Some new details emerged last week on Metro's herculean task of tunneling below Wilshire to extend the Purple Line subway.
Metro is extending its Purple Line (now renamed the D Line) subway westward in three sections. The $3 billion section one (WPLE1) will extend the line 3.9 miles under Wilshire Boulevard from Wilshire/Western Station to La Cienega Boulevard at the edge of Beverly Hills. WPLE1 construction began construction in 2014. The project is currently 68 percent complete and anticipated to open to the public in 2024.
In mid-2018, Metro’s two WPLE1 tunnel boring machines (TBMs) initially dug east from La Brea Avenue to Western. The TBMs were then transported back to La Brea and launched westward in October 2019. Tunneling under Wilshire west of La Brea - in the vicinity of the La Brea Tar Pits - has been slow. Metro had to temporarily pause tunneling many times due to obstacles including tar, methane gas, an abandoned oil well, and more. Those delays resulted in a $200 million (seven percent) WPLE1 budget increase, approved last October.
Last month, the first of WPLE1's two TBMs completed its work, breaking through at the site of the future La Cienega Station.
At last week's Metro board Construction Committee meeting [video - WPLE1 discussion starts at minute 9:37], Metro Executive Officer Project Management Sameh Ghaly noted that delays had further impacted the WPLE1 cost and schedule (that cost increase will return to the board after April). Ghaly reported that WPLE1 crews had successfully removed an "anomaly" - large pieces of steel. Ghaly announced that the second TBM was expected to complete its work Thursday or Friday - as soon as the day after tomorrow.
Responding to a question from Boardmember Fernando Dutra to explain what the anomaly was, Metro Chief Program Management Officer Richard Clarke described the challenges faced during WPLE1 tunneling:
As we were doing the tunneling, we encountered many unforeseen things... We decided that we should... probe ahead of the machine in case there was something unforeseen out there. We did that. And it picked up something... something in the ground that didn't seem to make sense. It wasn't congruent with the other ground conditions.

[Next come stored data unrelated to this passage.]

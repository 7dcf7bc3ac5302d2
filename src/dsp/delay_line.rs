//! Tap delay line: the last 11 input samples.

use crate::constants::NUM_TAPS;

/// Shift register of the most recent input samples.
///
/// Index 0 is the oldest sample, index 10 the newest; index 5 is the
/// center tap position. Unlike a ring buffer, the samples physically
/// shift each tick, matching the hardware register chain, so positional
/// reads need no index arithmetic.
#[derive(Debug, Clone)]
pub struct TapDelayLine {
    samples: [i16; NUM_TAPS],
}

impl TapDelayLine {
    pub fn new() -> Self {
        Self {
            samples: [0; NUM_TAPS],
        }
    }

    /// Advance by one sample tick: every stored sample moves one position
    /// toward the oldest end, the oldest is evicted, and `sample` enters
    /// at the newest position.
    ///
    /// Must run exactly once per tick, unconditionally; sample timing is
    /// never stalled by configuration loading.
    pub fn advance(&mut self, sample: i16) {
        for i in 0..NUM_TAPS - 1 {
            self.samples[i] = self.samples[i + 1];
        }
        self.samples[NUM_TAPS - 1] = sample;
    }

    /// Sample at delay-line position `i` (0 = oldest, 10 = newest).
    pub fn sample(&self, i: usize) -> i16 {
        self.samples[i]
    }

    pub fn as_slice(&self) -> &[i16] {
        &self.samples
    }

    pub fn reset(&mut self) {
        self.samples = [0; NUM_TAPS];
    }
}

impl Default for TapDelayLine {
    fn default() -> Self {
        Self::new()
    }
}
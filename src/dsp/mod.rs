pub mod datapath;
pub mod delay_line;

pub use datapath::fir_output;
pub use delay_line::TapDelayLine;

So we made the decision that we would stop the tunnel machines before it got there and figure out what this was and dig it out...
We got to the location. We had to grout from above to stiffen the earth, so as we dug ahead of the shield of the machine, so that the ground wouldn't settle or even worse.
That took a lot of time. We found, on one of the tunnels, a large H-beam that would have destroyed the shield. And just last week, or the week before, we found on the other tunnel... a large I-beam that would have done the same.
…if we had just not done that and had those pieces of steel destroyed the shield... (because once the machine would have been stopped there the only way we have seen to extract the damaged machine was from the surface - which would have meant shutting down the intersection of Wilshire and San Vicente...) it would have been a complete disaster, but we avoided the disaster but not without some cost to address it.
Metro was unable to determine what the "very heavy" metal beams were from.
Hopefully after this week, the unforeseen challenges will be in the past, and the focus can shift to completing the stations themselves.